● THE TASK:
Each line at or after the one containing "SystemTime::now()" should be transcribed exactly, up to and including the final line of the data.

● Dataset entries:
use std::collections::HashMap;
use std::time::{SystemTime, UNIX_EPOCH};

use agnt_llm_registry::OAuthPkceAuth;
use base64::Engine;
use base64::engine::general_purpose::URL_SAFE_NO_PAD;
use rand::random;
use serde::Deserialize;
use sha2::{Digest, Sha256};
use url::Url;

use crate::error::Error;

#[derive(Debug, Clone)]
pub struct OAuthStart {
    pub authorize_url: String,
    pub verifier: String,
    pub state: String,
}

#[derive(Debug, Clone)]
pub struct OAuthCredential {
    pub access_token: String,
    pub refresh_token: String,
    pub expires_at_ms: u64,
}

#[derive(Debug, Deserialize)]
struct OAuthTokenResponse {
    access_token: Option<String>,
    refresh_token: Option<String>,
    expires_in: Option<u64>,
}

pub fn begin_pkce(config: &OAuthPkceAuth) -> Result<OAuthStart, Error> {
    let verifier = create_pkce_verifier();
    let challenge = create_pkce_challenge(&verifier);
    let state = create_state();
    let authorize_url = build_authorize_url(config, &challenge, &state)?;
    Ok(OAuthStart {
        authorize_url,
        verifier,
        state,
    })
}

pub fn extract_code_from_input(input: &str, expected_state: &str) -> Result<String, Error> {
    let value = input.trim();
    if value.is_empty() {
        return Err(Error::MissingOAuthCode);
    }

    let (code, state) = match Url::parse(value) {
        Ok(url) => (
            url.query_pairs().find_map(|(k, v)| {
                if k == "code" {
                    Some(v.to_string())
                } else {
                    None
                }
            }),
            url.query_pairs().find_map(|(k, v)| {
                if k == "state" {
                    Some(v.to_string())
                } else {
                    None
                }
            }),
        ),
        Err(_) => {
            if value.contains("code=") {
                let params = url::form_urlencoded::parse(value.as_bytes())
                    .into_owned()
                    .collect::<HashMap<_, _>>();
                (params.get("code").cloned(), params.get("state").cloned())
            } else if value.contains('#') {
                let mut parts = value.splitn(2, '#');
                (
                    parts.next().map(str::to_string),
                    parts.next().map(str::to_string),
                )
            } else {
                (Some(value.to_string()), None)
            }
        }
    };

    if let Some(state) = state
        && state != expected_state
    {
        return Err(Error::OAuthStateMismatch);
    }

    code.ok_or(Error::MissingOAuthCode)
}

pub async fn exchange_authorization_code(
    config: &OAuthPkceAuth,
    code: &str,
    verifier: &str,
) -> Result<OAuthCredential, Error> {
    let mut form: HashMap<String, String> = HashMap::new();
    form.insert("grant_type".to_string(), "authorization_code".to_string());
    form.insert("client_id".to_string(), config.client_id.clone());
    form.insert("code".to_string(), code.to_string());
    form.insert("code_verifier".to_string(), verifier.to_string());
    form.insert("redirect_uri".to_string(), config.redirect_url.clone());
    for (k, v) in &config.token_params {
        form.insert(k.clone(), v.clone());
    }

    let client = reqwest::Client::new();
    let res = client.post(&config.token_url).form(&form).send().await?;
    let body: OAuthTokenResponse = res.error_for_status()?.json().await?;

    let access_token = body.access_token.ok_or(Error::InvalidOAuthTokenResponse)?;
    let refresh_token = body.refresh_token.ok_or(Error::InvalidOAuthTokenResponse)?;
    let expires_in = body.expires_in.ok_or(Error::InvalidOAuthTokenResponse)?;

    Ok(OAuthCredential {
        access_token,
        refresh_token,
        expires_at_ms: now_ms().saturating_add(expires_in.saturating_mul(1000)),
    })
}

pub async fn refresh_pkce_token(
    config: &OAuthPkceAuth,
    refresh_token: &str,
) -> Result<OAuthCredential, Error> {
    let mut form: HashMap<String, String> = HashMap::new();
    form.insert("grant_type".to_string(), "refresh_token".to_string());
    form.insert("client_id".to_string(), config.client_id.clone());
    form.insert("refresh_token".to_string(), refresh_token.to_string());
    for (k, v) in &config.token_params {
        form.insert(k.clone(), v.clone());
    }

    let client = reqwest::Client::new();
    let res = client.post(&config.token_url).form(&form).send().await?;
    let body: OAuthTokenResponse = res.error_for_status()?.json().await?;

    let access_token = body.access_token.ok_or(Error::InvalidOAuthTokenResponse)?;
    let refresh_token = body
        .refresh_token
        .unwrap_or_else(|| refresh_token.to_string());
    let expires_in = body.expires_in.ok_or(Error::InvalidOAuthTokenResponse)?;

    Ok(OAuthCredential {
        access_token,
        refresh_token,
        expires_at_ms: now_ms().saturating_add(expires_in.saturating_mul(1000)),
    })
}

fn create_state() -> String {
    let bytes: [u8; 16] = random();
    URL_SAFE_NO_PAD.encode(bytes)
}

fn create_pkce_verifier() -> String {
    let bytes: [u8; 32] = random();
    URL_SAFE_NO_PAD.encode(bytes)
}

fn create_pkce_challenge(verifier: &str) -> String {
    let mut hasher = Sha256::new();
    hasher.update(verifier.as_bytes());
    URL_SAFE_NO_PAD.encode(hasher.finalize())
}

fn build_authorize_url(
    config: &OAuthPkceAuth,
    challenge: &str,
    state: &str,
) -> Result<String, Error> {
    let mut url = Url::parse(&config.authorize_url)
        .map_err(|_| Error::InvalidRedirectUrl(config.authorize_url.clone()))?;

    url.query_pairs_mut()
        .append_pair("response_type", "code")
        .append_pair("client_id", &config.client_id)
        .append_pair("redirect_uri", &config.redirect_url)
        .append_pair("code_challenge", challenge)
        .append_pair("code_challenge_method", "S256")
        .append_pair("state", state);

    if !config.scopes.is_empty() {
        url.query_pairs_mut()
            .append_pair("scope", &config.scopes.join(" "));
    }
    for (k, v) in &config.authorize_params {
        url.query_pairs_mut().append_pair(k, v);
    }

    Ok(url.to_string())
}

fn now_ms() -> u64 {
    SystemTime::now()
        .duration_since(UNIX_EPOCH)
        .unwrap_or_default()
        .as_millis() as u64
}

● SOLUTION:
    SystemTime::now()
        .duration_since(UNIX_EPOCH)
        .unwrap_or_default()
        .as_millis() as u64
}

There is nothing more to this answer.